El Departamento de Justicia de EE. UU. acusa a tres ciudadanos iraníes de importantes campañas de piratería informática

A principios de este año, varios ataques importantes de ransomware se dirigieron a empresas de suministro de energía, servicios públicos regionales, empresas privadas e incluso organizaciones sin fines de lucro en los EE. UU. El miércoles, el Departamento de Justicia de los EE. UU. anunció que había acusado a tres ciudadanos iraníes por participar o realizar el masivo ataques de piratería, en los que los datos han sido encriptados o robados de las redes de las víctimas. Los atacantes intentaron extorsionar a sus víctimas con cientos de miles de dólares a cambio de descifrar los datos comprometidos o no divulgarlos al público. Algunas de las víctimas realmente pagaron los montos solicitados, según los funcionarios.

Los presuntos ataques de piratería tuvieron lugar entre octubre de 2020 y el mes pasado, mientras que los tres acusados son identificados como Mansour Ahmadi, Amir Hossein Nickaein Ravari y Ahmad Khatibi Aghda. Se les acusa de explotar vulnerabilidades conocidas o divulgadas públicamente para acceder a las redes seleccionadas. El caso se presentó en Nueva Jersey, ya que un municipio y una firma de contabilidad con sede allí se encontraban entre las víctimas.

Autoridades preparadas para tomar medidas enérgicas contra los ciberdelincuentes

Las autoridades han estado investigando los ataques de piratería durante bastante tiempo.
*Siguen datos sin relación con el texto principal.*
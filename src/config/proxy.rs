//! Sharding proxy configuration

use serde::{Deserialize, Serialize};
use std::time::Duration;

/// How broadcast search responses are combined
#[derive(Debug, Clone, Copy, PartialEq, Eq, Serialize, Deserialize, clap::ValueEnum)]
#[serde(rename_all = "lowercase")]
pub enum SearchMode {
    /// Parse, deduplicate and rank backend results, reporting failed backends
    Merge,
    /// Write every backend body back to back
    Concatenate,
}

/// Sharding proxy configuration
#[derive(Debug, Clone, Serialize, Deserialize)]
pub struct ProxyConfig {
    #[serde(default = "default_listen_addr")]
    pub listen_addr: String,
    /// Backend base URLs, e.g. "http://127.0.0.1:8082"
    #[serde(default)]
    pub backends: Vec<String>,
    /// Virtual nodes per backend on the hash ring
    #[serde(default = "default_virtual_nodes")]
    pub virtual_nodes: usize,
    #[serde(default = "default_search_mode")]
    pub search_mode: SearchMode,
    #[serde(default = "default_request_timeout_secs")]
    pub request_timeout_secs: u64,
}

fn default_listen_addr() -> String {
    "127.0.0.1:8256".to_string()
}

fn default_virtual_nodes() -> usize {
    150
}

fn default_search_mode() -> SearchMode {
    SearchMode::Merge
}

fn default_request_timeout_secs() -> u64 {
    30
}

impl Default for ProxyConfig {
    fn default() -> Self {
        Self {
            listen_addr: default_listen_addr(),
            backends: Vec::new(),
            virtual_nodes: default_virtual_nodes(),
            search_mode: default_search_mode(),
            request_timeout_secs: default_request_timeout_secs(),
        }
    }
}

impl ProxyConfig {
    pub fn request_timeout(&self) -> Duration {
        Duration::from_secs(self.request_timeout_secs)
    }
}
Sin embargo, las amenazas cibernéticas se habían vuelto particularmente graves desde mayo de este año, cuando se sospechó que un grupo de piratas informáticos con sede en Rusia había realizado un ataque de ransomware contra Colonial Pipeline que interrumpió el suministro de gas en gran parte del país. Los piratas informáticos iraníes pasaron desapercibidos cuando el FBI logró evitar un ataque cibernético dirigido a un hospital infantil en Boston y planeado por piratas informáticos apoyados por el gobierno iraní.

Según funcionarios del FBI, los tres piratas informáticos iraníes nombrados esta semana no han sido patrocinados por el estado y, en cambio, actuaron en su propio nombre y buscaron ganancias financieras. Sin embargo, incluso si el gobierno iraní no las asigna, tales actividades maliciosas son posibles debido a la negligencia del régimen que permite que los ciberdelincuentes operen libremente y sin enjuiciamiento, dijo el funcionario estadounidense. Algunos de los objetivos de los sospechosos se encuentran en Irán, mientras que los tres piratas informáticos acusados todavía están en el país, con pocas posibilidades de ser arrestados. Sin embargo, según funcionarios del Departamento de Justicia, los cargos pendientes hacen que sea “funcionalmente imposible” que abandonen Irán.

En una acción relacionada, la Oficina de Control de Activos Extranjeros del Departamento del Tesoro sancionó el miércoles a diez personas y dos entidades afiliadas al Cuerpo de la Guardia Revolucionaria Islámica de Irán. Estos supuestamente han estado involucrados en delitos cibernéticos, incluido el ransomware . Además, el Departamento del Tesoro identificó a los tres acusados iraníes como empleados de empresas tecnológicas iraníes afiliadas a la Guardia Revolucionaria.

Estos eventos ocurren en el contexto de conversaciones estancadas entre EE. UU. e Irán sobre una posible reactivación de un acuerdo nuclear de 2015. Recientemente, ha habido presión sobre la administración de Biden tanto por parte de los legisladores estadounidenses como de Israel para impulsar las negociaciones de manera más decisiva, ya que a menudo se las ha calificado como un fracaso hasta el momento.